In this tutorial, we will learn some R through creating stripcharts to visualise results from an RNA-seq experiment.

Stripcharts can be used to visualise the expression of genes by groups. They are used in RNA-seq analyses, for example, to check the expression of the top differentially expressed genes (or favourite genes). They enable us to see if the replicate samples within groups have similar expression values for genes and to compare expression values between groups. In RNA-seq we plot the normalised count values.

### RNA-seq dataset

We will again use the published RNA-seq data from the Nature Cell Biology paper by [Fu et al. 2015](https://www.ncbi.nlm.nih.gov/pubmed/25730472). This study examined expression in basal and luminal cells from mice at different stages (virgin, pregnant and lactating).

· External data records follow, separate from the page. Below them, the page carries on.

//! Command line host
//!
//! Runs the plugin against a directory of files: `render` turns a Markdown
//! note into HTML with its code embeds converted, `mappings` edits the
//! extension table.

use std::path::{Path, PathBuf};
use std::sync::Arc;

use anyhow::{Context, Result, bail};
use tokio::sync::mpsc;

use crate::config::{Command, Config, MappingsCommand, RenderArgs};
use crate::embed::EmbedOutcome;
use crate::highlight::SyntectHighlighter;
use crate::host::MarkdownView;
use crate::host::fs::FsVault;
use crate::host::memory::{MemoryClipboard, RecordingWorkspace};
use crate::markdown::render_document;
use crate::plugin::{CodeEmbedPlugin, Host};
use crate::settings::{ConfigStore, ConfigWatcher, FileConfigPersistence, SettingsDraft};

/// Run the command in `config`
pub async fn run(config: Config) -> Result<()> {
    match &config.command {
        Command::Render(args) => render(&config, args).await,
        Command::Mappings(command) => mappings(&config, command).await,
    }
}

/// View that turns a re-render request into a message for the render loop
struct ChannelView {
    tx: mpsc::UnboundedSender<()>,
}

impl MarkdownView for ChannelView {
    fn rerender(&self) {
        let _ = self.tx.send(());
    }
}

async fn render(config: &Config, args: &RenderArgs) -> Result<()> {
    let document = tokio::fs::canonicalize(&args.document)
        .await
        .with_context(|| format!("Document not found: {}", args.document.display()))?;
    let vault_root = match &args.vault {
        Some(dir) => tokio::fs::canonicalize(dir)
            .await
            .with_context(|| format!("Vault not found: {}", dir.display()))?,
        None => document
            .parent()
            .map(Path::to_path_buf)
            .unwrap_or_else(|| PathBuf::from(".")),
    };

    let vault = FsVault::scan(&vault_root).await?;
    let active = vault.file_for(&document);
    if active.is_none() {
        log::warn!(
            "{} is not inside the vault {}, embeds will not be resolved",
            document.display(),
            vault.root().display()
        );
    }

    let (tx, mut rerender) = mpsc::unbounded_channel();
    let workspace = RecordingWorkspace::new(active).with_view(Arc::new(ChannelView { tx }));
    let host = Host {
        vault: Arc::new(vault),
        workspace: Arc::new(workspace),
        highlighter: Arc::new(SyntectHighlighter::new()),
        clipboard: Arc::new(MemoryClipboard::new()),
    };
    let plugin = CodeEmbedPlugin::new(
        Arc::new(FileConfigPersistence::new(&config.config_path)),
        host,
    );
    plugin.on_load().await;

    let html = render_once(&plugin, &document, args.expand).await?;
    println!("{html}");

    if !args.watch {
        return Ok(());
    }

    let mut watcher = ConfigWatcher::new(&config.config_path)?;
    log::info!("Watching {} for changes", config.config_path.display());
    watch(&plugin, &document, args.expand, &mut watcher, &mut rerender, |html| {
        println!("{html}")
    })
    .await;

    Ok(())
}

/// Reload on data file changes and render again on request, until either
/// source closes. A failed render is logged and the loop keeps waiting.
async fn watch(
    plugin: &CodeEmbedPlugin,
    document: &Path,
    expand: bool,
    watcher: &mut ConfigWatcher,
    rerender: &mut mpsc::UnboundedReceiver<()>,
    mut emit: impl FnMut(String),
) {
    loop {
        tokio::select! {
            changed = watcher.changed() => {
                if changed.is_none() {
                    break;
                }
                plugin.reload().await;
            }
            request = rerender.recv() => {
                if request.is_none() {
                    break;
                }
                match render_once(plugin, document, expand).await {
                    Ok(html) => emit(html),
                    Err(e) => log::error!("Failed to render {}: {:#}", document.display(), e),
                }
            }
        }
    }
}

/// Render `document` and run one embed pass over it
async fn render_once(plugin: &CodeEmbedPlugin, document: &Path, expand: bool) -> Result<String> {
    let markdown = tokio::fs::read_to_string(document)
        .await
        .with_context(|| format!("Failed to read {}", document.display()))?;

    let doc = render_document(&markdown).into_shared();
    let root = doc.lock().await.root();

    let outcomes = plugin.post_process(&doc, root).await.settled().await;
    let converted = outcomes
        .iter()
        .filter(|o| matches!(o, EmbedOutcome::Converted { .. }))
        .count();
    log::info!("Converted {} of {} embeds", converted, outcomes.len());

    if expand {
        plugin.controls(&doc).expand_all().await;
    }

    let html = doc.lock().await.inner_html(root);
    Ok(html)
}

async fn mappings(config: &Config, command: &MappingsCommand) -> Result<()> {
    let store = ConfigStore::new(Arc::new(FileConfigPersistence::new(&config.config_path)));
    let current = store.load().await;

    let updated = match command {
        MappingsCommand::List => {
            for mapping in &current.mappings {
                println!(
                    "{}\t{}\t{}",
                    mapping.extension, mapping.grammar_id, mapping.display_name
                );
            }
            return Ok(());
        }
        MappingsCommand::Add { extension, grammar } => {
            if grammar.trim().is_empty() {
                bail!("A grammar is required");
            }
            let mut draft = SettingsDraft::new(&current);
            draft.push_mapping(extension, grammar)?;
            draft.into_config()?
        }
        MappingsCommand::Remove { extension } => {
            let mut draft = SettingsDraft::new(&current);
            let removed = draft.remove_extension(extension)?;
            log::info!("Removing .{} -> {}", removed.extension, removed.grammar_id);
            draft.into_config()?
        }
    };

    store.save(&updated).await?;
    store.replace(updated).await;
    Ok(())
}


#[cfg(test)]
mod tests {
    use super::*;
    use crate::host::MemoryVault;
    use tempfile::TempDir;
    use tokio::sync::mpsc::error::TryRecvError;

    fn plugin(dir: &Path) -> CodeEmbedPlugin {
        let host = Host {
            vault: Arc::new(MemoryVault::new()),
            workspace: Arc::new(RecordingWorkspace::new(None)),
            highlighter: Arc::new(SyntectHighlighter::new()),
            clipboard: Arc::new(MemoryClipboard::new()),
        };
        CodeEmbedPlugin::new(
            Arc::new(FileConfigPersistence::new(dir.join("data.json"))),
            host,
        )
    }

    #[tokio::test]
    async fn test_watch_survives_failed_render() {
        let dir = TempDir::new().unwrap();
        let plugin = plugin(dir.path());
        plugin.on_load().await;
        let mut watcher = ConfigWatcher::new(&dir.path().join("data.json")).unwrap();

        let (tx, mut rerender) = mpsc::unbounded_channel();
        tx.send(()).unwrap();
        tx.send(()).unwrap();
        drop(tx);

        let mut rendered = Vec::new();
        let missing = dir.path().join("gone.md");
        watch(&plugin, &missing, false, &mut watcher, &mut rerender, |html| {
            rendered.push(html)
        })
        .await;

        // Both requests were handled even though each render failed
        assert!(rendered.is_empty());
        assert_eq!(rerender.try_recv(), Err(TryRecvError::Disconnected));
    }

    #[tokio::test]
    async fn test_watch_emits_rendered_document() {
        let dir = TempDir::new().unwrap();
        let document = dir.path().join("doc.md");
        tokio::fs::write(&document, "# Title").await.unwrap();
        let plugin = plugin(dir.path());
        plugin.on_load().await;
        let mut watcher = ConfigWatcher::new(&dir.path().join("data.json")).unwrap();

        let (tx, mut rerender) = mpsc::unbounded_channel();
        tx.send(()).unwrap();
        drop(tx);

        let mut rendered = Vec::new();
        watch(&plugin, &document, false, &mut watcher, &mut rerender, |html| {
            rendered.push(html)
        })
        .await;

        assert_eq!(rendered, vec!["<h1>Title</h1>".to_string()]);
    }
}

Here we will work with the normalised counts for all 12 samples.
![](images/mouse_exp.png)

### Packages

We have already seen some **tidyverse** packages: **readr** for reading in files, **ggplot2** for plotting and **dplyr** for manipulating tables. Today we will use those packages again, aswell as another really useful tidyverse package called **tidyr** that can be used to tidy data, such as convert from wide format into long (tidy) format.


## Loading the data

First let's open a new R script. From the top menu in RStudio: `File > New File > R Script`.
Let's save it as `stripcharts.R`.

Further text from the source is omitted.